GM Could Face Criminal Charges Over Ignition Defect That Killed More Than 100

General Motors might be able to wriggle out of class action fraud lawsuits over the long-ignored ignition defect in multiple vehicles that ultimately killed more than 100 people, but the company could still face criminal charges from federal prosecutors.

The Wall Street Journal reports that the U.S. Dept. of Justice is looking to bring criminal charges against the car company for allegedly making misstatements about the ignition switches in the Chevy Cobalt, Saturn Ion and other vehicles.

The exact charges that might be filed are still up in the air, as is the issue of whether GM will go along with a guilty plea, or perhaps a deferred-prosecution deal. Either result would also result in a sizable settlement payment, which is another issue to be sorted out, but would likely be north of $1 billion.

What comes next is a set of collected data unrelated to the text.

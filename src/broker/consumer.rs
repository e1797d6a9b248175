//! Consumer registrations and the per-registration consume loop.

use std::fmt;
use std::future::Future;
use std::pin::Pin;
use std::sync::atomic::{AtomicBool, Ordering};
use std::sync::Arc;

use tokio::sync::watch;

use super::MessageManager;
use crate::codec::CodecPtr;
use crate::{
    // ---
    log_debug,
    BackendPtr,
    MessageEnvelope,
    Record,
    RecordStreamBox,
    ReporterPtr,
    Result,
};

type BoxFuture<'a, T> = Pin<Box<dyn Future<Output = T> + Send + 'a>>;

// Handler trait for type-erased async callbacks
trait HandlerFn: Send + Sync {
    fn call(&self, envelope: MessageEnvelope, manager: MessageManager)
        -> BoxFuture<'static, Result<()>>;
}

impl<F, Fut> HandlerFn for F
where
    F: Fn(MessageEnvelope, MessageManager) -> Fut + Send + Sync + 'static,
    Fut: Future<Output = Result<()>> + Send + 'static,
{
    fn call(
        &self,
        envelope: MessageEnvelope,
        manager: MessageManager,
    ) -> BoxFuture<'static, Result<()>> {
        Box::pin((self)(envelope, manager))
    }
}

/// A handler bound to a topic and a consumer group.
///
/// Registrations sharing `group_id` on a topic compete for its records;
/// registrations with distinct group ids each receive every record.
#[derive(Clone)]
pub struct ConsumerRegistration {
    topic: String,
    consumer_id: String,
    group_id: String,
    handler: Arc<dyn HandlerFn>,
}

impl ConsumerRegistration {
    /// Create a registration.
    ///
    /// The handler is responsible for settling the record through the
    /// [`MessageManager`]; the consume loop never acknowledges on its behalf.
    ///
    /// ```
    /// use mom_broker::{ConsumerRegistration, MessageEnvelope, MessageManager};
    ///
    /// let registration = ConsumerRegistration::new(
    ///     "orders",
    ///     "billing-1",
    ///     "billing",
    ///     |envelope: MessageEnvelope, manager: MessageManager| async move {
    ///         println!("order {}", envelope.id());
    ///         manager.ack().await
    ///     },
    /// );
    /// assert_eq!(registration.group_id(), "billing");
    /// ```
    pub fn new<F, Fut>(
        topic: impl Into<String>,
        consumer_id: impl Into<String>,
        group_id: impl Into<String>,
        handler: F,
    ) -> Self
    where
        F: Fn(MessageEnvelope, MessageManager) -> Fut + Send + Sync + 'static,
        Fut: Future<Output = Result<()>> + Send + 'static,
    {
        Self {
            topic: topic.into(),
            consumer_id: consumer_id.into(),
            group_id: group_id.into(),
            handler: Arc::new(handler),
        }
    }

    pub fn topic(&self) -> &str {
        &self.topic
    }

    pub fn consumer_id(&self) -> &str {
        &self.consumer_id
    }

    pub fn group_id(&self) -> &str {
        &self.group_id
    }
}

impl fmt::Debug for ConsumerRegistration {
    fn fmt(&self, f: &mut fmt::Formatter<'_>) -> fmt::Result {
        f.debug_struct("ConsumerRegistration")
            .field("topic", &self.topic)
            .field("consumer_id", &self.consumer_id)
            .field("group_id", &self.group_id)
            .finish_non_exhaustive()
    }
}

/// Collaborators shared by every registration loop of one broker.
#[derive(Clone)]
pub(super) struct LoopContext {
    pub backend: BackendPtr,
    pub codec: CodecPtr,
    pub reporter: ReporterPtr,
}

/// Serve one registration until shutdown is signalled or the stream ends.
///
/// Records are handled one at a time, in delivery order. Shutdown is only
/// observed between records, so the in-flight record always finishes.
pub(super) async fn run_registration(
    ctx: LoopContext,
    registration: ConsumerRegistration,
    mut stream: RecordStreamBox,
    mut shutdown: watch::Receiver<bool>,
) {
    // ---
    let label = format!(
        "{}/{}/{}",
        registration.topic, registration.group_id, registration.consumer_id
    );
    log_debug!("consumer {label} started");

    loop {
        if *shutdown.borrow() {
            break;
        }

        let next = tokio::select! {
            changed = shutdown.changed() => {
                if changed.is_err() {
                    break;
                }
                continue;
            }
            next = stream.next() => next,
        };

        match next {
            None => break,
            Some(Ok(record)) => handle_record(&ctx, &registration, &label, record).await,
            Some(Err(err)) => ctx
                .reporter
                .log_warning(&format!("consumer {label}: receive failed: {err}")),
        }
    }

    log_debug!("consumer {label} stopped");
}

async fn handle_record(
    ctx: &LoopContext,
    registration: &ConsumerRegistration,
    label: &str,
    record: Record,
) {
    // ---
    let envelope = match MessageEnvelope::decode(ctx.codec.as_ref(), record.payload.clone()) {
        Ok(envelope) => envelope,
        Err(err) => {
            // Acked so a poison record cannot come back forever.
            ctx.reporter.log_warning(&format!(
                "consumer {label}: skipping undecodable record at offset {}: {err}",
                record.offset
            ));
            if let Err(err) = ctx.backend.ack(&record).await {
                ctx.reporter
                    .log_error(&format!("consumer {label}: failed to skip record: {err}"));
            }
            return;
        }
    };

    let record = Arc::new(record);
    let settled = Arc::new(AtomicBool::new(false));
    let manager = MessageManager::new(ctx.backend.clone(), record.clone(), settled.clone());
    let envelope_id = envelope.id();

    // A separate task turns a handler panic into a JoinError.
    let outcome = tokio::spawn(registration.handler.call(envelope, manager)).await;

    let failure = match outcome {
        Ok(Ok(())) => {
            if !settled.load(Ordering::Acquire) {
                ctx.reporter.log_warning(&format!(
                    "consumer {label}: handler neither acked nor rejected {envelope_id}"
                ));
            }
            return;
        }
        Ok(Err(err)) => format!("consumer {label}: handler failed on {envelope_id}: {err}"),
        Err(join_err) => format!("consumer {label}: handler panicked on {envelope_id}: {join_err}"),
    };

    ctx.reporter.log_error(&failure);

    if !settled.swap(true, Ordering::AcqRel) {
        if let Err(err) = ctx.backend.reject(&record).await {
            ctx.reporter
                .log_error(&format!("consumer {label}: failed to reject {envelope_id}: {err}"));
        }
    }
}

There is also the issue of whether to bring charges against individual employees of GM. Some at the company knew before the affected cars even went into production that there was a problem with the ignition switch. It could be inadvertently turned into the “Off” position by a heavy keychain or if the driver’s knee came into contact with the switch.

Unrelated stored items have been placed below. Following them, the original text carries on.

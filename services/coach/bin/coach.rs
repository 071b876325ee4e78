//! Entrypoint for the `coach` interview-practice CLI.
//!
//! This binary is responsible for:
//! 1. Loading configuration and credentials from the environment.
//! 2. Wiring the turn generator, the speech fallback chain, and audio output.
//! 3. Driving one interview session as a terminal read loop.
//! 4. Printing the feedback summary and the transcript when it ends.

use std::io::Write;
use std::sync::Arc;

use anyhow::Context;
use clap::Parser;
use tokio::io::{AsyncBufReadExt, BufReader};
use tracing::{info, warn};

use viva_coach::config::Config;
use viva_coach::playback::{NullPlayback, PlaybackEngine, RodioPlayback};
use viva_coach::provider::batch::BatchTts;
use viva_coach::provider::local::LocalTts;
use viva_coach::provider::stream::StreamingTts;
use viva_coach::provider::{SpeechRouter, SpeechSynthesizer};
use viva_coach::session::{
    AvatarConfig, InterviewSession, InterviewerMode, SessionEvent, SessionParts, SessionState,
};
use viva_coach::voice::VoicePreference;
use viva_core::credentials::{CredentialKind, CredentialProvider, EnvCredentials};
use viva_core::generator::{GenerativeGenerator, ScriptedGenerator, TurnGenerator};
use viva_core::interview::{CandidateProfile, Difficulty, InterviewCategory, SessionPlan};

/// Practice a spoken interview against a synthesized interviewer.
#[derive(Debug, Parser)]
#[command(name = "coach", version, about)]
struct Cli {
    /// Interview category: hr, technical or behavioral.
    #[arg(long, default_value = "technical")]
    category: InterviewCategory,

    /// Question difficulty: junior, mid or senior.
    #[arg(long, default_value = "mid")]
    difficulty: Difficulty,

    /// Planned interview length in minutes; one question per two minutes.
    #[arg(long, default_value_t = 10)]
    minutes: u32,

    /// How the interviewer is delivered: voice, text or avatar.
    #[arg(long, default_value = "voice")]
    mode: InterviewerMode,

    /// Preferred interviewer accent, e.g. uk, us, au.
    #[arg(long)]
    accent: Option<String>,

    /// Your name, so the interviewer can address you.
    #[arg(long)]
    name: Option<String>,

    /// The role you are practicing for.
    #[arg(long)]
    role: Option<String>,
}

fn build_generator(config: &Config, credentials: &EnvCredentials) -> Arc<dyn TurnGenerator> {
    if credentials.has_credential(CredentialKind::Generation) {
        info!(model = %config.generation_model, "using the generative interviewer");
        Arc::new(GenerativeGenerator::new(
            credentials,
            config.generation_api_base.as_deref(),
            config.generation_model.clone(),
            config.call_timeout,
        ))
    } else {
        warn!("OPENAI_API_KEY is not set; questions come from the scripted bank");
        Arc::new(ScriptedGenerator::new())
    }
}

fn build_speech(config: &Config, credentials: &EnvCredentials) -> SpeechRouter {
    let mut backends: Vec<Arc<dyn SpeechSynthesizer>> = Vec::new();
    match BatchTts::new(
        credentials,
        &config.speech_api_base,
        &config.speech_model,
        config.speech_speed,
        config.call_timeout,
    ) {
        Ok(batch) => backends.push(Arc::new(batch)),
        Err(e) => warn!(error = %e, "batch speech unavailable"),
    }
    backends.push(Arc::new(LocalTts::new(config.speech_speed)));
    SpeechRouter::new(backends)
}

fn build_playback(mode: InterviewerMode) -> Arc<dyn PlaybackEngine> {
    if mode != InterviewerMode::Voice {
        return Arc::new(NullPlayback::new());
    }
    match RodioPlayback::new() {
        Ok(playback) => Arc::new(playback),
        Err(e) => {
            warn!(error = %e, "no audio output device; the session runs silent");
            Arc::new(NullPlayback::new())
        }
    }
}

#[tokio::main]
async fn main() -> anyhow::Result<()> {
    let cli = Cli::parse();

    // --- 1. Load Configuration ---
    let config = Config::from_env().context("Failed to load configuration")?;

    // --- 2. Initialize Logging ---
    tracing_subscriber::fmt()
        .with_max_level(config.log_level)
        .with_timer(tracing_subscriber::fmt::time::ChronoLocal::rfc_3339())
        .init();

    // --- 3. Wire the Session ---
    let credentials = EnvCredentials::from_env();
    let generator = build_generator(&config, &credentials);
    let speech = Arc::new(build_speech(&config, &credentials));
    let playback = build_playback(cli.mode);

    let streaming = config.stream_tts_url.as_deref().map(|url| {
        StreamingTts::new(
            &credentials,
            url,
            config.stream_voice_id.as_deref(),
            config.speech_speed,
            config.call_timeout,
        )
    });

    let avatar = if cli.mode == InterviewerMode::Avatar {
        let url = config.require_avatar_url().context("Avatar mode needs AVATAR_URL")?;
        Some(AvatarConfig {
            url: url.to_string(),
            token: credentials.credential(CredentialKind::Avatar).map(str::to_string),
            open_timeout: config.call_timeout,
        })
    } else {
        None
    };

    let profile = CandidateProfile {
        name: cli.name.clone(),
        target_role: cli.role.clone(),
        background: None,
    };
    let profile = (!profile.is_empty()).then_some(profile);

    let plan = SessionPlan::from_duration(cli.category, cli.difficulty, cli.minutes);
    let parts = SessionParts {
        generator,
        speech,
        streaming,
        avatar,
        playback,
        voice: VoicePreference { accent: cli.accent.clone(), language: config.voice_language.clone() },
        transcript_window: config.transcript_window,
    };
    let (mut session, mut events) = InterviewSession::new(plan, cli.mode, profile, parts);

    // --- 4. Run the Interview ---
    println!(
        "Starting a {} {} interview, about {} questions. Type your answers; /end finishes early.",
        cli.difficulty, cli.category, plan.turn_budget
    );
    session.start().await.context("Failed to start the interview")?;

    let mut lines = BufReader::new(tokio::io::stdin()).lines();
    let mut speech_lost_noted = false;

    loop {
        tokio::select! {
            maybe_line = lines.next_line() => {
                let Some(line) = maybe_line.context("Failed to read stdin")? else {
                    session.end().await;
                    break;
                };
                let line = line.trim().to_string();
                if line == "/end" {
                    session.end().await;
                    break;
                }
                if let Err(e) = session.submit_reply(&line).await {
                    warn!(error = %e, "reply not accepted");
                }
                if session.state() == SessionState::Ended {
                    break;
                }
            }
            Some(event) = events.recv() => {
                match event {
                    SessionEvent::InterviewerTurn { text } => {
                        println!();
                        println!("interviewer> {text}");
                    }
                    SessionEvent::PlaybackFinished => {
                        session.playback_done().await;
                        match session.state() {
                            SessionState::Listening | SessionState::WrappingUp => {
                                print!("you> ");
                                std::io::stdout().flush().ok();
                            }
                            SessionState::Ended | SessionState::Failed => break,
                            _ => {}
                        }
                    }
                    SessionEvent::SpeechLost if !speech_lost_noted => {
                        speech_lost_noted = true;
                        println!("(the interviewer's voice is unavailable; continuing in text)");
                    }
                    SessionEvent::SessionFailed { reason } => {
                        eprintln!("session failed: {reason}");
                        break;
                    }
                    _ => {}
                }
            }
            _ = tokio::signal::ctrl_c() => {
                session.end().await;
                break;
            }
        }
    }

    // --- 5. Feedback and Transcript ---
    if let Some(summary) = session.summary() {
        println!();
        println!("--- feedback ---");
        println!("{summary}");
    }
    println!();
    println!("{}", serde_json::to_string_pretty(&session.snapshot())?);
    Ok(())
}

If the switch is turned off, the driver loses control of the power steering and braking, making it difficult to operate the vehicle. Additionally, the airbags will not deploy.

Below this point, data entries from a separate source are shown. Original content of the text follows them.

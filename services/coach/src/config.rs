use std::env;
use std::str::FromStr;
use std::time::Duration;

use thiserror::Error;
use tracing::Level;

const DEFAULT_GENERATION_MODEL: &str = "gpt-4o-mini";
const DEFAULT_SPEECH_API_BASE: &str = "https://api.openai.com/v1";
const DEFAULT_SPEECH_MODEL: &str = "tts-1";
const DEFAULT_CALL_TIMEOUT_SECS: u64 = 20;
const DEFAULT_TRANSCRIPT_WINDOW: usize = 12;
const DEFAULT_VOICE_LANGUAGE: &str = "en";
const DEFAULT_SPEECH_SPEED: f32 = 1.0;

#[derive(Debug, Error)]
pub enum ConfigError {
    #[error("missing environment variable: {0}")]
    MissingVar(String),
    #[error("invalid value for {var}: {message}")]
    InvalidValue { var: String, message: String },
}

/// Runtime settings for the coach binary, resolved once at startup.
///
/// Credentials are deliberately not part of this struct; they are read
/// through `viva_core::credentials` so providers can be constructed against
/// any credential source.
#[derive(Debug, Clone)]
pub struct Config {
    /// Chat model used for interviewer turn generation.
    pub generation_model: String,
    /// Override for the generation API base URL (proxies, self-hosted).
    pub generation_api_base: Option<String>,
    /// Base URL for the batch text-to-speech REST API.
    pub speech_api_base: String,
    /// Model name for batch text-to-speech requests.
    pub speech_model: String,
    /// WebSocket endpoint for streaming text-to-speech. Streaming is only
    /// attempted when this is set.
    pub stream_tts_url: Option<String>,
    /// Preferred voice id for the streaming endpoint.
    pub stream_voice_id: Option<String>,
    /// WebSocket endpoint for the avatar relay. Required in avatar mode.
    pub avatar_url: Option<String>,
    /// Upper bound for any single upstream call.
    pub call_timeout: Duration,
    /// How many recent turns are handed to the generator as context.
    pub transcript_window: usize,
    /// Base language for voice selection, e.g. "en".
    pub voice_language: String,
    /// Playback speed passed to speech providers that support it.
    pub speech_speed: f32,
    pub log_level: Level,
}

impl Config {
    pub fn from_env() -> Result<Self, ConfigError> {
        // Tests control the environment themselves; a developer's .env must
        // not bleed into them.
        if !cfg!(test) {
            dotenvy::dotenv().ok();
        }

        let call_timeout_secs = match read("CALL_TIMEOUT_SECS") {
            Some(raw) => raw.parse::<u64>().ok().filter(|secs| *secs > 0).ok_or_else(|| {
                ConfigError::InvalidValue {
                    var: "CALL_TIMEOUT_SECS".to_string(),
                    message: format!("expected a positive integer, got {raw:?}"),
                }
            })?,
            None => DEFAULT_CALL_TIMEOUT_SECS,
        };

        let transcript_window = match read("TRANSCRIPT_WINDOW") {
            Some(raw) => raw.parse::<usize>().ok().filter(|n| *n > 0).ok_or_else(|| {
                ConfigError::InvalidValue {
                    var: "TRANSCRIPT_WINDOW".to_string(),
                    message: format!("expected a positive integer, got {raw:?}"),
                }
            })?,
            None => DEFAULT_TRANSCRIPT_WINDOW,
        };

        let speech_speed = match read("SPEECH_SPEED") {
            Some(raw) => {
                let parsed = raw.parse::<f32>().map_err(|_| ConfigError::InvalidValue {
                    var: "SPEECH_SPEED".to_string(),
                    message: format!("expected a number, got {raw:?}"),
                })?;
                if !(0.25..=4.0).contains(&parsed) {
                    return Err(ConfigError::InvalidValue {
                        var: "SPEECH_SPEED".to_string(),
                        message: format!("{parsed} is outside the supported range 0.25..=4.0"),
                    });
                }
                parsed
            }
            None => DEFAULT_SPEECH_SPEED,
        };

        let log_level = match read("RUST_LOG") {
            Some(raw) => Level::from_str(&raw).map_err(|_| ConfigError::InvalidValue {
                var: "RUST_LOG".to_string(),
                message: format!("{raw:?} is not a log level"),
            })?,
            None => Level::INFO,
        };

        Ok(Config {
            generation_model: read("GENERATION_MODEL")
                .unwrap_or_else(|| DEFAULT_GENERATION_MODEL.to_string()),
            generation_api_base: read("GENERATION_API_BASE"),
            speech_api_base: read("SPEECH_API_BASE")
                .unwrap_or_else(|| DEFAULT_SPEECH_API_BASE.to_string()),
            speech_model: read("SPEECH_MODEL").unwrap_or_else(|| DEFAULT_SPEECH_MODEL.to_string()),
            stream_tts_url: read("STREAM_TTS_URL"),
            stream_voice_id: read("STREAM_VOICE_ID"),
            avatar_url: read("AVATAR_URL"),
            call_timeout: Duration::from_secs(call_timeout_secs),
            transcript_window,
            voice_language: read("VOICE_LANGUAGE")
                .unwrap_or_else(|| DEFAULT_VOICE_LANGUAGE.to_string()),
            speech_speed,
            log_level,
        })
    }

    /// Avatar mode cannot run without a relay endpoint.
    pub fn require_avatar_url(&self) -> Result<&str, ConfigError> {
        self.avatar_url
            .as_deref()
            .ok_or_else(|| ConfigError::MissingVar("AVATAR_URL".to_string()))
    }
}

/// Reads an environment variable, treating blank values as unset.
fn read(var: &str) -> Option<String> {
    env::var(var).ok().map(|v| v.trim().to_string()).filter(|v| !v.is_empty())
}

Engineers at GM eventually fixed the issue with a revised switch. However, no recall was initiated so all the old cars on the road continued to be operated with the defective ignition. Additionally, the new switch had the identical part number to the faulty one, so the inventory of replacement ignition switches contained both the old and new switches.

In early 2014 — more than a decade after the problem came to light and around 7 years after the fix to the switch’s design was implemented — GM finally got around to initiating recalls totaling around 2.6 million vehicles.

Initially, the company only acknowledged 13 fatalities tied to the defect. However, GM was limiting this figure by only counting deaths that had occurred in the front seats of recalled vehicles where the airbags didn’t deploy and the ignition had been switched off. The car maker did not include rear seat passengers in these cars; victims in other cars who were killed as a result of a crash caused by an affected GM vehicles; or pedestrians struck by a recalled GM car.

GM eventually set up a compensation fund that received thousands of injury and death claims believed to be related to this recall. While the fund has not finished reviewing all claims, it has already acknowledged more than 100 fatalities as a result.

The auto industry had long avoided criminal prosecutions related to defects, but federal prosecutors recently began making it clear that industry is not immune from criminal charges.

In 2014, Toyota reached a $1.2 billion deferred-prosecution deal with federal prosecutors over the car company’s cases of sudden unintended acceleration.